DIRECTIONS FOR THIS TASK:
Reproduce every record precisely, leaving no line out.
***
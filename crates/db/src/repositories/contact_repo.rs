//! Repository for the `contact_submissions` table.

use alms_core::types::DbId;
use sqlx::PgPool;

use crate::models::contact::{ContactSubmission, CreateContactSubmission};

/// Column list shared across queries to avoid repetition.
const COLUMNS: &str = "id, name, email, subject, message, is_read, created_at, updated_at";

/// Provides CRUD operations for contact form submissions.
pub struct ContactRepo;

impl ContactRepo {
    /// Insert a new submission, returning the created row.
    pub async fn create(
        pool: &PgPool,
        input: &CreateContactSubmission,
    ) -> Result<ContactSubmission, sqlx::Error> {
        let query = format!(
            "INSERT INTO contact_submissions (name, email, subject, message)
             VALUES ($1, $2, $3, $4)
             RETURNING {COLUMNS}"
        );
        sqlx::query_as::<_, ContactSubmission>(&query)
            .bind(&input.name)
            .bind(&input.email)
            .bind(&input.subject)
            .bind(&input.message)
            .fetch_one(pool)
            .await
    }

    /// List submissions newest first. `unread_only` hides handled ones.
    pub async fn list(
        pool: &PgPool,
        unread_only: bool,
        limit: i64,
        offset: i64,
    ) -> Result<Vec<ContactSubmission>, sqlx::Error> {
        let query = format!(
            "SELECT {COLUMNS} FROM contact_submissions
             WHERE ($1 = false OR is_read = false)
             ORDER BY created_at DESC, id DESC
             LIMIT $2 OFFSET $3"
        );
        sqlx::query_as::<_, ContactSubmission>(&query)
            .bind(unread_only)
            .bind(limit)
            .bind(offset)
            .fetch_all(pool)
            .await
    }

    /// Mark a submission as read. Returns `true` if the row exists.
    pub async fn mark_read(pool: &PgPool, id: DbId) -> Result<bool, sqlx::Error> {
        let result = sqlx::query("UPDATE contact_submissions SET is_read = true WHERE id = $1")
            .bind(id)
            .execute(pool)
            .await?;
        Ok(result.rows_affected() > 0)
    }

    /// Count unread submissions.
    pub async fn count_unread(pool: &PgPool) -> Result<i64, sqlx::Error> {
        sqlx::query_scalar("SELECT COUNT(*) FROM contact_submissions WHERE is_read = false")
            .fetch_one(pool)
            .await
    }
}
***
RESPONSE TO THIS TASK:
filename crates/db/src/repositories/contact_repo.rs
//! Repository for the `contact_submissions` table.

use alms_core::types::DbId;
use sqlx::PgPool;

use crate::models::contact::{ContactSubmission, CreateContactSubmission};

/// Column list shared across queries to avoid repetition.
const COLUMNS: &str = "id, name, email, subject, message, is_read, created_at, updated_at";

/// Provides CRUD operations for contact form submissions.
pub struct ContactRepo;

impl ContactRepo {
    /// Insert a new submission, returning the created row.
    pub async fn create(
        pool: &PgPool,
        input: &CreateContactSubmission,
    ) -> Result<ContactSubmission, sqlx::Error> {
        let query = format!(
            "INSERT INTO contact_submissions (name, email, subject, message)
             VALUES ($1, $2, $3, $4)
             RETURNING {COLUMNS}"
        );
        sqlx::query_as::<_, ContactSubmission>(&query)
            .bind(&input.name)
            .bind(&input.email)
            .bind(&input.subject)
            .bind(&input.message)
            .fetch_one(pool)
            .await
    }

    /// List submissions newest first. `unread_only` hides handled ones.
    pub async fn list(
        pool: &PgPool,
        unread_only: bool,
        limit: i64,
        offset: i64,
    ) -> Result<Vec<ContactSubmission>, sqlx::Error> {
        let query = format!(
            "SELECT {COLUMNS} FROM contact_submissions
             WHERE ($1 = false OR is_read = false)
             ORDER BY created_at DESC, id DESC
             LIMIT $2 OFFSET $3"
        );
        sqlx::query_as::<_, ContactSubmission>(&query)
            .bind(unread_only)
            .bind(limit)
            .bind(offset)
            .fetch_all(pool)
            .await
    }

    /// Mark a submission as read. Returns `true` if the row exists.
    pub async fn mark_read(pool: &PgPool, id: DbId) -> Result<bool, sqlx::Error> {
        let result = sqlx::query("UPDATE contact_submissions SET is_read = true WHERE id = $1")
            .bind(id)
            .execute(pool)
            .await?;
        Ok(result.rows_affected() > 0)
    }

    /// Count unread submissions.
    pub async fn count_unread(pool: &PgPool) -> Result<i64, sqlx::Error> {
        sqlx::query_scalar("SELECT COUNT(*) FROM contact_submissions WHERE is_read = false")
            .fetch_one(pool)
            .await
    }
}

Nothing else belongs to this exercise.